A lightweight prototype-based vision–language alignment framework, termed YOLO-LA, is proposed, that enriches YOLO visual embeddings with semantic information extracted from natural-language defect descriptions [21]. Unlike standard CLIP pipelines that rely on large-scale image–text pretraining and open-vocabulary recognition, YOLO-LA operates on compact, topology-driven wafer maps and leverages frozen industrial visual backbones together with fixed semantic defect prototypes. YOLO-LA contains three major components, as shown in Figure 1: (1) a pretrained frozen YOLO backbone that produces visual embeddings of wafer maps, (2) a frozen text encoder that generates semantic prototypes from defect class descriptions, (3) a learnable projection head that aligns the visual and textual embedding spaces for prototype-based classification.

Visual Embedding Extraction: After training a YOLO classifier on wafer map dataset, the YOLO backbone is frozen and regarded as a visual feature extractor. Given an input image $x\in R^{H\times W\times 3}$, the YOLO backbone produces a high-level feature map $F\in R^{M\times S\times S}$ as Equation (1). By applying a global average pooling (GAP) layer, a compact visual descriptor $z {\in R}^{d_{visual}}$ is obtained for alignment.

$$F=GAP\left(f_{yolo}\left(x\right)\right)$$

(1)

$$z=GAP\left(F\right)$$

(2)

Here, $H$ and $W$ are the height and width of the input image, $M$ and $S$ are the number of channels and feature map size of the last feature layer of YOLO backbone, and $d_{visual}$ is the dimension of visual embedding.

Text Prototype Construction from Defect Descriptions: Each wafer defect class naturally corresponds to a short textual description. The defects and their descriptions are listed in

Table 1. Textual description of defects.

Defect Type	Description
Center	Defects concentrated near the center of the wafer
Donut	Donut-shaped defect pattern on the wafer
Edge_Ring	Ring-shaped defects along the wafer edge
Edge_Loc	Localized defects near the wafer edge
Loc	Localized defect cluster in a small region
Random	Randomly scattered defects on the wafer
Scratch	Linear scratch-like defects across the wafer
Near_full	Defects covering most of the wafer area

. Each description is encoded to a text embedding $t_c\in R^{d_{text}}$ by a frozen sentence-level language model$f_{text}$ as Equation (3):

$$t_c=f_{text}\left(d_c\right), c=\left\{\mathrm{1,2},\dots C\right\}$$

(3)

where $d_{text}$ is the dimension of textual embedding, $C$ is the number of defect types, and $d_c$ is a description of $c$-th defect type.
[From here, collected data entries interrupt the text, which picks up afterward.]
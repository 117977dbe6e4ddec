//! 错误类型定义

use crate::metadata::RequestMethod;
use thiserror::Error;

/// 通用的装箱错误
pub type BoxError = Box<dyn std::error::Error + Send + Sync>;

/// 配置错误类型
#[derive(Error, Debug)]
pub enum ConfigError {
    #[error("配置文件不存在: {path}")]
    FileNotFound { path: String },

    #[error("配置文件读取失败: {source}")]
    FileReadError {
        #[from]
        source: std::io::Error,
    },

    #[error("配置解析失败: {source}")]
    ParseError { source: BoxError },

    #[error("配置验证失败: {message}")]
    ValidationError { message: String },

    #[error("配置序列化失败: {source}")]
    SerializationError {
        #[from]
        source: serde_json::Error,
    },

    #[error("配置键不存在: {key}")]
    KeyNotFound { key: String },

    #[error("配置类型转换失败: {message}")]
    TypeConversionError { message: String },
}

/// 组件错误类型
///
/// 类路径扫描与类加载阶段产生的错误。
#[derive(Error, Debug)]
pub enum ComponentError {
    #[error("组件扫描失败: {message}")]
    ScanError { message: String },

    #[error("类不存在: {class_id}")]
    ClassNotFound { class_id: String },

    #[error("类重复注册: {class_id}")]
    DuplicateClass { class_id: String },

    #[error("组件元数据无效: {message}")]
    InvalidMetadata { message: String },
}

impl ComponentError {
    /// 创建扫描错误
    pub fn scan_error(message: impl Into<String>) -> Self {
        Self::ScanError {
            message: message.into(),
        }
    }

    /// 创建类不存在错误
    pub fn class_not_found(class_id: impl Into<String>) -> Self {
        Self::ClassNotFound {
            class_id: class_id.into(),
        }
    }
}

/// 依赖注入错误类型
#[derive(Error, Debug)]
pub enum DependencyError {
    #[error("Bean 不存在: {class_id}")]
    BeanNotFound { class_id: String },

    #[error("组件创建失败: {class_id}, 原因: {source}")]
    ComponentCreationFailed { class_id: String, source: BoxError },

    #[error("依赖缺失: {class_id}.{field} 需要 {declared_type}, 但没有可用的 Bean")]
    MissingDependency {
        class_id: String,
        field: String,
        declared_type: String,
    },

    #[error("依赖不唯一: {class_id}.{field} 需要 {declared_type}, 候选: {candidates:?}")]
    AmbiguousDependency {
        class_id: String,
        field: String,
        declared_type: String,
        candidates: Vec<String>,
    },

    #[error("依赖尚未注入: {field}")]
    NotInjected { field: String },

    #[error("依赖已经注入过: {field}")]
    AlreadyInjected { field: String },

    #[error("容器阶段不允许该操作: {operation}, 当前阶段: {phase}")]
    PhaseViolation { operation: String, phase: String },

    #[error("类加载失败: {source}")]
    ClassLoad {
        #[from]
        source: ComponentError,
    },
}

/// 切面织入错误类型
#[derive(Error, Debug)]
pub enum WeavingError {
    #[error("切面目标不存在: 切面 {aspect}, 目标 {target}")]
    AspectTargetNotFound { aspect: String, target: String },

    #[error("切面实例创建失败: {aspect}, 原因: {message}")]
    AspectCreationFailed { aspect: String, message: String },

    #[error("切面目标扫描失败: 切面 {aspect}, 原因: {source}")]
    TargetScanFailed {
        aspect: String,
        source: ComponentError,
    },

    #[error("代理安装失败: {class_id}, 原因: {source}")]
    ProxyInstallFailed {
        class_id: String,
        source: DependencyError,
    },
}

/// 路由错误类型
#[derive(Error, Debug)]
pub enum RoutingError {
    #[error("路由重复: {method} {path}, 已有 {existing}, 重复声明于 {duplicate}")]
    DuplicateRoute {
        method: RequestMethod,
        path: String,
        existing: String,
        duplicate: String,
    },

    #[error("未知的请求方法: {method}")]
    UnknownRequestMethod { method: String },
}

/// 方法调用错误类型
#[derive(Error, Debug)]
pub enum InvocationError {
    #[error("方法不存在: {class_id}.{method}")]
    NoSuchMethod { class_id: String, method: String },

    #[error("参数无效: 第 {index} 个参数, {message}")]
    InvalidArgument { index: usize, message: String },

    #[error("返回值类型不匹配: {message}")]
    ReturnTypeMismatch { message: String },

    #[error("依赖错误: {source}")]
    Dependency {
        #[from]
        source: DependencyError,
    },

    #[error("{source}")]
    Failed { source: BoxError },
}

impl InvocationError {
    /// 包装业务方法抛出的错误
    pub fn failed(error: impl Into<BoxError>) -> Self {
        Self::Failed {
            source: error.into(),
        }
    }

    /// 创建方法不存在错误
    pub fn no_such_method(class_id: impl Into<String>, method: impl Into<String>) -> Self {
        Self::NoSuchMethod {
            class_id: class_id.into(),
            method: method.into(),
        }
    }

    /// 创建参数无效错误
    pub fn invalid_argument(index: usize, message: impl Into<String>) -> Self {
        Self::InvalidArgument {
            index,
            message: message.into(),
        }
    }

    /// 取出业务方法抛出的原始错误
    pub fn downcast_ref<E: std::error::Error + 'static>(&self) -> Option<&E> {
        match self {
            Self::Failed { source } => source.downcast_ref::<E>(),
            _ => None,
        }
    }
}

/// 基础设施错误类型
#[derive(Error, Debug)]
pub enum InfrastructureError {
    #[error("配置错误: {source}")]
    ConfigError {
        #[from]
        source: ConfigError,
    },

    #[error("组件错误: {source}")]
    ComponentError {
        #[from]
        source: ComponentError,
    },

    #[error("依赖注入错误: {source}")]
    DependencyError {
        #[from]
        source: DependencyError,
    },

    #[error("切面织入错误: {source}")]
    WeavingError {
        #[from]
        source: WeavingError,
    },

    #[error("路由错误: {source}")]
    RoutingError {
        #[from]
        source: RoutingError,
    },

    #[error("基础设施启动失败: {message}")]
    BootstrapFailed { message: String },
}

/// 结果类型别名
pub type ConfigResult<T> = Result<T, ConfigError>;
pub type ComponentResult<T> = Result<T, ComponentError>;
pub type DependencyResult<T> = Result<T, DependencyError>;
pub type WeavingResult<T> = Result<T, WeavingError>;
pub type RoutingResult<T> = Result<T, RoutingError>;
pub type InfrastructureResult<T> = Result<T, InfrastructureError>;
Then, ${\mathcal{l}}_2$ normalization is applied to obtain scaled text embeddings ${\tilde{t}}_c$. The final semantic prototype $t {\in R}^{{C\times d}_{text}}$ is generated by stacking all text embeddings as Equation (4) to serve as semantic anchors.

$$t=\left[{\tilde{t}}_1;{\tilde{t}}_2,\dots ,{\tilde{t}}_C\right]$$

(4)

Projection Head for Visual–Language Alignment: To align YOLO visual embedding $z$ with language-based defect descriptions, a lightweight trainable two-layer MLP projection head is designed, as shown in Equations (5) and (6).

$$h=Linear\left(ReLU\left(Linear\left(z\right)\right)\right)\in R^{d_h}$$

(5)

$$v=Linear\left(h\right)\in R^{d_{text}}$$

(6)

Here, $Linear$ and $ReLU$ are the linear projection layer and activation function; $d_h$ is the dimension of the hidden layer; $h$ and $v$ are hidden embedding and aligned visual embedding. In this way, only the parameters of the projection head (<0.2 M parameters) are trained, while the YOLO backbone and text encoder remain frozen, ensuring high efficiency.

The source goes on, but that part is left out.